_Records provided_
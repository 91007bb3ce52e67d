use crate::config::types::Config;
use crate::config::validation::validate;
use crate::ConfigError;
use sha2::{Digest, Sha256};
use std::path::Path;

/// Loads and parses a configuration file from the given path
///
/// # Arguments
///
/// * `path` - Path to the TOML configuration file
///
/// # Returns
///
/// * `Ok(Config)` - Successfully loaded and validated configuration
/// * `Err(ConfigError)` - Failed to load, parse, or validate the configuration
///
/// # Example
///
/// ```no_run
/// use std::path::Path;
/// use onyx_harvest::config::load_config;
///
/// let config = load_config(Path::new("harvest.toml")).unwrap();
/// println!("Sites: {}", config.sites.len());
/// ```
pub fn load_config(path: &Path) -> Result<Config, ConfigError> {
    let content = std::fs::read_to_string(path)?;
    parse_config(&content)
}

/// Parses and validates configuration from a TOML string
pub fn parse_config(content: &str) -> Result<Config, ConfigError> {
    let config: Config = toml::from_str(content)?;
    validate(&config)?;
    Ok(config)
}

/// Computes a SHA-256 hash of the configuration file content
///
/// Logged at startup so runs made with different settings can be told apart.
pub fn compute_config_hash(path: &Path) -> Result<String, ConfigError> {
    let content = std::fs::read_to_string(path)?;
    let mut hasher = Sha256::new();
    hasher.update(content.as_bytes());
    Ok(hex::encode(hasher.finalize()))
}

/// Loads a configuration and returns both the config and its hash
pub fn load_config_with_hash(path: &Path) -> Result<(Config, String), ConfigError> {
    let config = load_config(path)?;
    let hash = compute_config_hash(path)?;
    Ok((config, hash))
}
//! Corpus record types shared by the crawler, the repository walker, the
//! analyzer, storage and search.

use chrono::{DateTime, Utc};
use serde::{Deserialize, Serialize};
use std::collections::BTreeMap;
use std::fmt;

// ===== Documentation corpus =====

/// A heading in a documentation page outline
#[derive(Debug, Clone, PartialEq, Eq, Serialize, Deserialize)]
pub struct Heading {
    pub level: u8,
    pub text: String,
}

/// A code block lifted out of a documentation page
#[derive(Debug, Clone, PartialEq, Eq, Serialize, Deserialize)]
pub struct CodeExample {
    pub code: String,
    pub language: String,
    /// Text of the nearest preceding heading (or the page title)
    pub context: String,
}

/// A successfully fetched, non-empty documentation page
#[derive(Debug, Clone, PartialEq, Serialize, Deserialize)]
#[serde(rename_all = "camelCase")]
pub struct Document {
    pub url: String,
    pub title: String,
    pub content: String,
    pub headings: Vec<Heading>,
    pub code_examples: Vec<CodeExample>,
    pub crawled_at: DateTime<Utc>,
}

/// Maximum number of content characters kept in a [`DocIndexEntry`]
pub const INDEX_EXCERPT_CHARS: usize = 500;

/// Reduced variant of a [`Document`] for quick listing
#[derive(Debug, Clone, PartialEq, Serialize, Deserialize)]
#[serde(rename_all = "camelCase")]
pub struct DocIndexEntry {
    pub url: String,
    pub title: String,
    pub excerpt: String,
    pub headings: Vec<String>,
    pub code_example_count: usize,
    pub crawled_at: DateTime<Utc>,
}

impl From<&Document> for DocIndexEntry {
    fn from(doc: &Document) -> Self {
        Self {
            url: doc.url.clone(),
            title: doc.title.clone(),
            excerpt: doc.content.chars().take(INDEX_EXCERPT_CHARS).collect(),
            headings: doc.headings.iter().map(|h| h.text.clone()).collect(),
            code_example_count: doc.code_examples.len(),
            crawled_at: doc.crawled_at,
        }
    }
}

/// Summary of the last completed documentation crawl
#[derive(Debug, Clone, PartialEq, Serialize, Deserialize)]
#[serde(rename_all = "camelCase")]
pub struct CrawlStats {
    pub total_docs: usize,
    pub total_code_examples: usize,
    pub urls_crawled: usize,
    pub base_urls: Vec<String>,
    pub crawl_date: DateTime<Utc>,
    #[serde(default)]
    pub final_state: String,
    #[serde(default)]
    pub failures: usize,
    /// When each seed was last actually crawled
    #[serde(default)]
    pub seed_crawled_at: BTreeMap<String, DateTime<Utc>>,
}

impl CrawlStats {
    /// Returns when `seed` was last crawled, if it ever was
    pub fn last_crawled(&self, seed: &str) -> Option<DateTime<Utc>> {
        self.seed_crawled_at.get(seed).copied().or_else(|| {
            self.base_urls
                .iter()
                .any(|base| base == seed)
                .then_some(self.crawl_date)
        })
    }
}

// ===== Repository corpus =====

/// Metadata for one harvested repository
#[derive(Debug, Clone, PartialEq, Serialize, Deserialize)]
#[serde(rename_all = "camelCase")]
pub struct RepositoryDescriptor {
    pub owner: String,
    pub name: String,
    pub full_name: String,
    pub description: Option<String>,
    pub stars: u64,
    pub url: String,
    pub language: Option<String>,
    pub default_branch: Option<String>,
    /// Set when the metadata lookup failed and this descriptor is degraded
    pub fetch_error: Option<String>,
}

/// Closed classification of a repository file, assigned from its path
#[derive(Debug, Clone, Copy, PartialEq, Eq, Hash, PartialOrd, Ord, Serialize, Deserialize)]
#[serde(rename_all = "kebab-case")]
pub enum FileType {
    Source,
    ProjectConfig,
    PackageConfig,
    Readme,
    License,
    Changelog,
    Documentation,
    Example,
    WebIndex,
    WebContent,
    Config,
    Markdown,
    Text,
    Other,
}

impl FileType {
    pub fn as_str(&self) -> &'static str {
        match self {
            Self::Source => "source",
            Self::ProjectConfig => "project-config",
            Self::PackageConfig => "package-config",
            Self::Readme => "readme",
            Self::License => "license",
            Self::Changelog => "changelog",
            Self::Documentation => "documentation",
            Self::Example => "example",
            Self::WebIndex => "web-index",
            Self::WebContent => "web-content",
            Self::Config => "config",
            Self::Markdown => "markdown",
            Self::Text => "text",
            Self::Other => "other",
        }
    }

    /// Returns true for HTML pages (which get the extra HTML topic pass)
    pub fn is_html(&self) -> bool {
        matches!(self, Self::WebIndex | Self::WebContent)
    }
}

impl fmt::Display for FileType {
    fn fmt(&self, f: &mut fmt::Formatter<'_>) -> fmt::Result {
        f.write_str(self.as_str())
    }
}

/// A file pulled out of a repository tree
#[derive(Debug, Clone, PartialEq, Serialize, Deserialize)]
#[serde(rename_all = "camelCase")]
pub struct RepositoryFile {
    /// `owner/name` of the repository
    pub repository: String,
    pub path: String,
    pub size: u64,
    pub content: String,
    pub file_type: FileType,
    pub url: String,
    pub extracted_at: DateTime<Utc>,
}

/// One structural match (import, function, struct or enum) in a file
#[derive(Debug, Clone, PartialEq, Eq, Serialize, Deserialize)]
pub struct PatternRecord {
    pub definition: String,
    pub path: String,
    pub repository: String,
    pub url: String,
}

/// Aggregate pattern records across all analysed files
#[derive(Debug, Clone, Default, PartialEq, Eq, Serialize, Deserialize)]
pub struct PatternIndex {
    pub imports: Vec<PatternRecord>,
    pub functions: Vec<PatternRecord>,
    pub structs: Vec<PatternRecord>,
    pub enums: Vec<PatternRecord>,
}

impl PatternIndex {
    pub fn total(&self) -> usize {
        self.imports.len() + self.functions.len() + self.structs.len() + self.enums.len()
    }

    /// Iterates over every record with its kind label
    pub fn iter_all(&self) -> impl Iterator<Item = (&'static str, &PatternRecord)> {
        self.imports
            .iter()
            .map(|r| ("import", r))
            .chain(self.functions.iter().map(|r| ("function", r)))
            .chain(self.structs.iter().map(|r| ("struct", r)))
            .chain(self.enums.iter().map(|r| ("enum", r)))
    }
}

/// Complexity tier of a source file
#[derive(Debug, Clone, Copy, PartialEq, Eq, Hash, Serialize, Deserialize)]
#[serde(rename_all = "lowercase")]
pub enum ComplexityTier {
    Simple,
    Intermediate,
    Advanced,
}

/// A reference to a file filed under a topic
#[derive(Debug, Clone, PartialEq, Eq, Serialize, Deserialize)]
#[serde(rename_all = "camelCase")]
pub struct TopicExample {
    pub repository: String,
    pub path: String,
    pub url: String,
    pub file_type: FileType,
    pub complexity: Option<ComplexityTier>,
    pub preview: String,
}

/// Topic name to the examples tagged with it
pub type TopicIndex = BTreeMap<String, Vec<TopicExample>>;

/// Per-file analysis outcome
#[derive(Debug, Clone, PartialEq, Eq, Serialize, Deserialize)]
#[serde(rename_all = "camelCase")]
pub struct FileAnalysis {
    pub repository: String,
    pub path: String,
    pub complexity: Option<ComplexityTier>,
    pub complexity_score: Option<usize>,
    pub topics: Vec<String>,
}

/// File type to number of harvested files of that type
pub type FileTypeBreakdown = BTreeMap<FileType, usize>;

_Exercise_
Among the lines of the entries, count those containing the string "enums" and give only the number.

_Solution to the exercise_
3